The nineteenth century never really went away. Even as early Modernism proclaimed an austerely rational future, it leaned heavily on the workhorse grotesques of the past. Today, classic sanses like Klim’s Foundry Grotesk are used more and more to spice up the bland tidiness of late Modernist design. And the seriffed faces of the late 1800s have inspired a growing number of recent releases, including DJR’s Roslindale, Out of the Dark’s Gza, Colophon’s Value Serif, and The Designers Foundry’s Morion. These faces are usually characterized by open counters, stubby extenders, and unapologetically eccentric detailing.
Schick Toikka’s wonderful new Saol Text and Display is an exemplary member of this genre. Its designers cite as sources Victorian-era American faces like MacKellar, Smiths & Jordan’s Ronaldson (1884); Marder, Luse & Co.’s Caxton Old Style (1889); and Barnhart Brothers & Spindler’s West Old Style (1892). But in spite of their frank declaration of indebtedness, Saol is not a revival. It is an unusually polished and intelligent reconsideration of late 19th-century themes.
Florian Schick and Lauri Toikka are not the first designers to go to this well. Back in 1974, Ed Benguiat produced his own synthesis of Ronaldson and Caxton. ITC Tiffany was genteelly old-timey and emphatically ’70s, with homogenized curves, a pertly upturned e, and a modest measure of swagger. Saol, however, is not modest, or pert, or entirely nice. You could cut your finger on the top of its t, and its weaponized serifs and angular, elbow-like shoulders give it an air somewhere between jaunty and vicious.
The counter of a is vast. The top terminal of f cranes forward impatiently. The upper case is low-waisted, and C, E, F, G, S, s, Z, and z are armed with scalpel-like beaks. Like Tiffany, Saol features criss-crossing strokes on K, k, V, v, W, w, and y, while the top of R’s leg stabs at its bowl and, in the alternate form, actually pierces it. The alternate zero is a hairline-weight perfect circle. The text cuts are light and crisp, with high contrast and fine hairlines, and display weights are Didotishly delicate. A steep slant, narrow proportions, and long, sharp spurs give the italics a Morticia Addams quality. And the designers have created a Monospaced version, a goofy idea they somehow make entirely convincing.

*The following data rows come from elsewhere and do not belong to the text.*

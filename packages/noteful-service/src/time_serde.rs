//! RFC 3339 timestamps for `#[serde(with = "crate::time_serde")]` fields.

use std::borrow::Cow;

use serde::{Deserialize, Deserializer, Serializer, de::Error as _, ser::Error as _};
use time::{OffsetDateTime, UtcOffset, format_description::well_known::Rfc3339};

/// Writes the instant in UTC, so equal instants always serialize identically.
pub fn serialize<S>(value: &OffsetDateTime, serializer: S) -> Result<S::Ok, S::Error>
where
	S: Serializer,
{
	let text = value.to_offset(UtcOffset::UTC).format(&Rfc3339).map_err(S::Error::custom)?;

	serializer.serialize_str(&text)
}

pub fn deserialize<'de, D>(deserializer: D) -> Result<OffsetDateTime, D::Error>
where
	D: Deserializer<'de>,
{
	let text = Cow::<str>::deserialize(deserializer)?;

	OffsetDateTime::parse(&text, &Rfc3339).map_err(D::Error::custom)
}

#[cfg(test)]
mod tests {
	use serde::{Deserialize, Serialize};
	use time::macros::datetime;

	use super::*;

	#[derive(Debug, PartialEq, Serialize, Deserialize)]
	struct Stamp {
		#[serde(with = "crate::time_serde")]
		at: OffsetDateTime,
	}

	#[test]
	fn offsets_are_normalized_to_utc() {
		let stamp = Stamp { at: datetime!(2024-05-06 09:30:00 +02:00) };
		let json = serde_json::to_string(&stamp).expect("serialize");

		assert_eq!(json, r#"{"at":"2024-05-06T07:30:00Z"}"#);
		assert_eq!(serde_json::from_str::<Stamp>(&json).expect("deserialize"), stamp);
	}

	#[test]
	fn rejects_non_rfc3339_text() {
		assert!(serde_json::from_str::<Stamp>(r#"{"at":"yesterday"}"#).is_err());
	}
}
use uuid::Uuid;

use noteful_storage::{
	Error, Store,
	models::{NewNote, NoteFilter, NotePatch},
	seed::{LabelSeed, NoteSeed, SeedData, SeedReport},
};
use noteful_testkit::TestDatabase;

fn new_note(title: &str, content: Option<&str>) -> NewNote {
	NewNote { title: title.to_string(), content: content.map(str::to_string), ..Default::default() }
}

#[tokio::test]
#[ignore = "Requires external Postgres. Set NOTEFUL_PG_DSN to run."]
async fn db_connects_and_bootstraps() {
	let Some(base_dsn) = noteful_testkit::env_dsn() else {
		eprintln!("Skipping db_connects_and_bootstraps; set NOTEFUL_PG_DSN to run this test.");

		return;
	};
	let test_db = TestDatabase::new(&base_dsn).await.expect("Failed to create test database.");
	let db = test_db.open().await.expect("Failed to open test database.");

	db.ensure_schema().await.expect("Schema bootstrap must be repeatable.");

	let count: i64 = sqlx::query_scalar(
		"SELECT count(*) FROM information_schema.tables WHERE table_name IN ('folders', 'tags', 'notes')",
	)
	.fetch_one(&db.pool)
	.await
	.expect("Failed to query schema tables.");

	assert_eq!(count, 3);

	db.close().await;
	test_db.cleanup().await.expect("Failed to cleanup test database.");
}

#[tokio::test]
#[ignore = "Requires external Postgres. Set NOTEFUL_PG_DSN to run."]
async fn duplicate_names_conflict() {
	let Some(base_dsn) = noteful_testkit::env_dsn() else {
		eprintln!("Skipping duplicate_names_conflict; set NOTEFUL_PG_DSN to run this test.");

		return;
	};
	let test_db = TestDatabase::new(&base_dsn).await.expect("Failed to create test database.");
	let db = test_db.open().await.expect("Failed to open test database.");

	db.insert_folder("Work").await.expect("Failed to insert folder.");

	let err = db.insert_folder("Work").await.expect_err("Expected a conflict.");

	assert!(matches!(err, Error::Conflict(_)), "Unexpected error: {err:?}");

	let other = db.insert_tag("foo").await.expect("Failed to insert tag.");

	db.insert_tag("bar").await.expect("Failed to insert tag.");

	let err = db.rename_tag(other.id, "bar").await.expect_err("Expected a conflict.");

	assert!(matches!(err, Error::Conflict(_)), "Unexpected error: {err:?}");

	let renamed = db.rename_tag(other.id, "foo").await.expect("Renaming to itself must succeed.");

	assert_eq!(renamed.map(|tag| tag.name), Some("foo".to_string()));

	let missing = db.rename_folder(Uuid::new_v4(), "Trash").await.expect("Rename must not fail.");

	assert!(missing.is_none());

	db.close().await;
	test_db.cleanup().await.expect("Failed to cleanup test database.");
}

#[tokio::test]
#[ignore = "Requires external Postgres. Set NOTEFUL_PG_DSN to run."]
async fn folder_and_tag_deletes_cascade_into_notes() {
	let Some(base_dsn) = noteful_testkit::env_dsn() else {
		eprintln!(
			"Skipping folder_and_tag_deletes_cascade_into_notes; set NOTEFUL_PG_DSN to run this test."
		);

		return;
	};
	let test_db = TestDatabase::new(&base_dsn).await.expect("Failed to create test database.");
	let db = test_db.open().await.expect("Failed to open test database.");
	let folder = db.insert_folder("Work").await.expect("Failed to insert folder.");
	let foo = db.insert_tag("foo").await.expect("Failed to insert tag.");
	let bar = db.insert_tag("bar").await.expect("Failed to insert tag.");
	let note = db
		.insert_note(&NewNote {
			title: "cats".to_string(),
			content: None,
			folder_id: Some(folder.id),
			tags: vec![foo.id, bar.id],
		})
		.await
		.expect("Failed to insert note.");
	let report = db.delete_folder(folder.id).await.expect("Failed to delete folder.");

	assert!(report.removed);
	assert_eq!(report.notes_updated, 1);

	let report = db.delete_tag(foo.id).await.expect("Failed to delete tag.");

	assert!(report.removed);
	assert_eq!(report.notes_updated, 1);

	let stored =
		db.find_note(note.id).await.expect("Failed to find note.").expect("Note must persist.");

	assert_eq!(stored.folder_id, None);
	assert_eq!(stored.tags, vec![bar.id]);
	assert!(db.find_folder(folder.id).await.expect("Lookup must not fail.").is_none());

	let report = db.delete_folder(folder.id).await.expect("Repeat delete must succeed.");

	assert!(!report.removed);
	assert_eq!(report.notes_updated, 0);

	db.close().await;
	test_db.cleanup().await.expect("Failed to cleanup test database.");
}

#[tokio::test]
#[ignore = "Requires external Postgres. Set NOTEFUL_PG_DSN to run."]
async fn search_is_literal_and_case_insensitive() {
	let Some(base_dsn) = noteful_testkit::env_dsn() else {
		eprintln!(
			"Skipping search_is_literal_and_case_insensitive; set NOTEFUL_PG_DSN to run this test."
		);

		return;
	};
	let test_db = TestDatabase::new(&base_dsn).await.expect("Failed to create test database.");
	let db = test_db.open().await.expect("Failed to open test database.");

	for (title, content) in [
		("Cars and cats", None),
		("Dogs", Some("a CARTON of milk")),
		("100% cats", Some("under_score")),
		("Birds", Some("nothing here")),
	] {
		db.insert_note(&new_note(title, content)).await.expect("Failed to insert note.");
	}

	let search =
		|term: &str| NoteFilter { search_term: Some(term.to_string()), ..Default::default() };
	let titles = |notes: Vec<noteful_storage::models::Note>| {
		notes.into_iter().map(|note| note.title).collect::<Vec<_>>()
	};
	let found = db.list_notes(&search("car")).await.expect("Failed to search.");

	assert_eq!(titles(found), vec!["Cars and cats", "Dogs"]);

	let found = db.list_notes(&search("%")).await.expect("Failed to search.");

	assert_eq!(titles(found), vec!["100% cats"]);

	let found = db.list_notes(&search("_")).await.expect("Failed to search.");

	assert_eq!(titles(found), vec!["100% cats"]);

	let found = db.list_notes(&search("Not a Valid Search")).await.expect("Failed to search.");

	assert!(found.is_empty());

	db.close().await;
	test_db.cleanup().await.expect("Failed to cleanup test database.");
}

#[tokio::test]
#[ignore = "Requires external Postgres. Set NOTEFUL_PG_DSN to run."]
async fn notes_keep_insertion_order_and_patch_fields() {
	let Some(base_dsn) = noteful_testkit::env_dsn() else {
		eprintln!(
			"Skipping notes_keep_insertion_order_and_patch_fields; set NOTEFUL_PG_DSN to run this test."
		);

		return;
	};
	let test_db = TestDatabase::new(&base_dsn).await.expect("Failed to create test database.");
	let db = test_db.open().await.expect("Failed to open test database.");
	let mut ids = Vec::new();

	for title in ["first", "second", "third"] {
		let note = db.insert_note(&new_note(title, Some("body"))).await.expect("Failed to insert.");

		ids.push(note.id);
	}

	let listed = db.list_notes(&NoteFilter::default()).await.expect("Failed to list notes.");

	assert_eq!(listed.iter().map(|note| note.id).collect::<Vec<_>>(), ids);

	let patched = db
		.update_note(ids[1], &NotePatch { content: Some(None), ..Default::default() })
		.await
		.expect("Failed to update note.")
		.expect("Note must exist.");

	assert_eq!(patched.title, "second");
	assert_eq!(patched.content, None);
	assert!(patched.updated_at >= patched.created_at);
	assert!(db.update_note(Uuid::new_v4(), &NotePatch::default()).await.is_ok());
	assert!(db.delete_note(ids[0]).await.expect("Failed to delete note."));
	assert!(!db.delete_note(ids[0]).await.expect("Repeat delete must not fail."));

	db.close().await;
	test_db.cleanup().await.expect("Failed to cleanup test database.");
}

#[tokio::test]
#[ignore = "Requires external Postgres. Set NOTEFUL_PG_DSN to run."]
async fn seeding_keeps_caller_ids() {
	let Some(base_dsn) = noteful_testkit::env_dsn() else {
		eprintln!("Skipping seeding_keeps_caller_ids; set NOTEFUL_PG_DSN to run this test.");

		return;
	};
	let test_db = TestDatabase::new(&base_dsn).await.expect("Failed to create test database.");
	let db = test_db.open().await.expect("Failed to open test database.");
	let id = Uuid::new_v4();
	let rows = vec![LabelSeed { id, name: "Archive".to_string() }];

	assert_eq!(db.insert_folders(&rows).await.expect("Failed to seed folders."), 1);

	let folder = db.find_folder(id).await.expect("Lookup must not fail.").expect("Seeded folder.");

	assert_eq!(folder.name, "Archive");

	let err = db.insert_folders(&rows).await.expect_err("Expected a conflict.");

	assert!(matches!(err, Error::Conflict(_)));

	db.close().await;
	test_db.cleanup().await.expect("Failed to cleanup test database.");
}

#[tokio::test]
#[ignore = "Requires external Postgres. Set NOTEFUL_PG_DSN to run."]
async fn failed_reload_keeps_previous_data() {
	let Some(base_dsn) = noteful_testkit::env_dsn() else {
		eprintln!(
			"Skipping failed_reload_keeps_previous_data; set NOTEFUL_PG_DSN to run this test."
		);

		return;
	};
	let test_db = TestDatabase::new(&base_dsn).await.expect("Failed to create test database.");
	let db = test_db.open().await.expect("Failed to open test database.");
	let kept = db.insert_folder("Keep").await.expect("Failed to insert folder.");
	let label = |name: &str| LabelSeed { id: Uuid::new_v4(), name: name.to_string() };
	let broken = SeedData {
		folders: vec![label("Archive")],
		tags: vec![label("foo"), label("foo")],
		notes: vec![NoteSeed { id: Uuid::new_v4(), note: new_note("cats", None) }],
	};
	let err = db.reload(&broken).await.expect_err("Expected a conflict.");

	assert!(matches!(err, Error::Conflict(_)), "Unexpected error: {err:?}");

	let folders = db.list_folders().await.expect("Failed to list folders.");

	assert_eq!(folders.iter().map(|folder| folder.id).collect::<Vec<_>>(), vec![kept.id]);
	assert!(db.list_notes(&NoteFilter::default()).await.expect("Failed to list notes.").is_empty());

	let valid = SeedData { tags: vec![label("foo")], ..broken };
	let report = db.reload(&valid).await.expect("Failed to reload.");

	assert_eq!(report, SeedReport { folders: 1, tags: 1, notes: 1 });
	assert!(db.find_folder(kept.id).await.expect("Lookup must not fail.").is_none());

	db.close().await;
	test_db.cleanup().await.expect("Failed to cleanup test database.");
}
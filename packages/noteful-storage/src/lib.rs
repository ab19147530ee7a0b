pub mod db;
pub mod models;
pub mod schema;
pub mod seed;
pub mod store;

mod error;
mod labels;
mod notes;

pub use error::Error;
pub use store::{BoxFuture, Store};

pub type Result<T, E = Error> = std::result::Result<T, E>;
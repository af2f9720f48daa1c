use axum::{extract::State, Json};
use serde_json::{json, Value};

use crate::{error::Result, jobs, jobs::QueueDepth, state::AppState};

pub async fn refresh_all_users(State(state): State<AppState>) -> Result<Json<Value>> {
    let scheduled = jobs::schedule_all_users_refresh(&state).await?;

    Ok(Json(json!({ "scheduled_users": scheduled })))
}

pub async fn queue_stats(State(state): State<AppState>) -> Result<Json<QueueDepth>> {
    Ok(Json(state.job_queue.queue_depth()))
}
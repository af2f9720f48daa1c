use sea_orm::{EntityTrait, QuerySelect};
use std::time::Duration;
use tokio_cron_scheduler::{Job, JobScheduler};
use uuid::Uuid;

use crate::db::entities::{users, Users};
use crate::error::Result;
use crate::state::AppState;

pub mod executor;
pub mod queue;

pub use executor::JobExecutor;
pub use queue::{JobMessage, JobQueue, JobType, QueueDepth};

/// Gap between successive per-user refresh jobs, to stay under the
/// provider rate limit when refreshing everyone.
pub const USER_REFRESH_STAGGER_MS: u64 = 5000;

/// Enqueue a refresh job for every known user, staggered.
pub async fn schedule_all_users_refresh(state: &AppState) -> Result<usize> {
    let user_ids: Vec<Uuid> = Users::find()
        .select_only()
        .column(users::Column::Id)
        .into_tuple()
        .all(&state.db)
        .await?;

    for (i, user_id) in user_ids.iter().enumerate() {
        let message = JobMessage {
            job_id: Uuid::new_v4(),
            job_type: JobType::RefreshUserData,
            user_id: *user_id,
        };
        state.job_queue.enqueue_delayed(
            message,
            Duration::from_millis(i as u64 * USER_REFRESH_STAGGER_MS),
        )?;
    }

    tracing::info!("Scheduled refresh for {} users", user_ids.len());
    Ok(user_ids.len())
}

/// Cron entry refreshing every user's data every 6 hours.
pub async fn start_scheduler(state: AppState) -> anyhow::Result<JobScheduler> {
    let scheduler = JobScheduler::new().await?;

    let refresh_job = Job::new_async("0 0 */6 * * *", move |_uuid, _lock| {
        let state = state.clone();
        Box::pin(async move {
            if let Err(e) = schedule_all_users_refresh(&state).await {
                tracing::error!("Scheduled batch refresh failed: {}", e);
            }
        })
    })?;
    scheduler.add(refresh_job).await?;

    scheduler.start().await?;

    Ok(scheduler)
}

Throughout, the designers have been meticulous. If you’re writing about Kafka, surfboards, or fjords, you’ll find the necessary ligatures. The fonts include 11 precomposed nut fractions, and even the display weights and mono cut are complete with superior and inferior figures, including matching parentheses, though the designers have chosen to align the superiors with the numerators and the inferiors with the denominators, an unorthodox choice.
The trend for 19th-century-inflected typefaces has been with us a while, and one day the tide will recede and many currently fashionable faces will be forgotten. But the best of them will prove their worth and remain, and Saol will be one of them.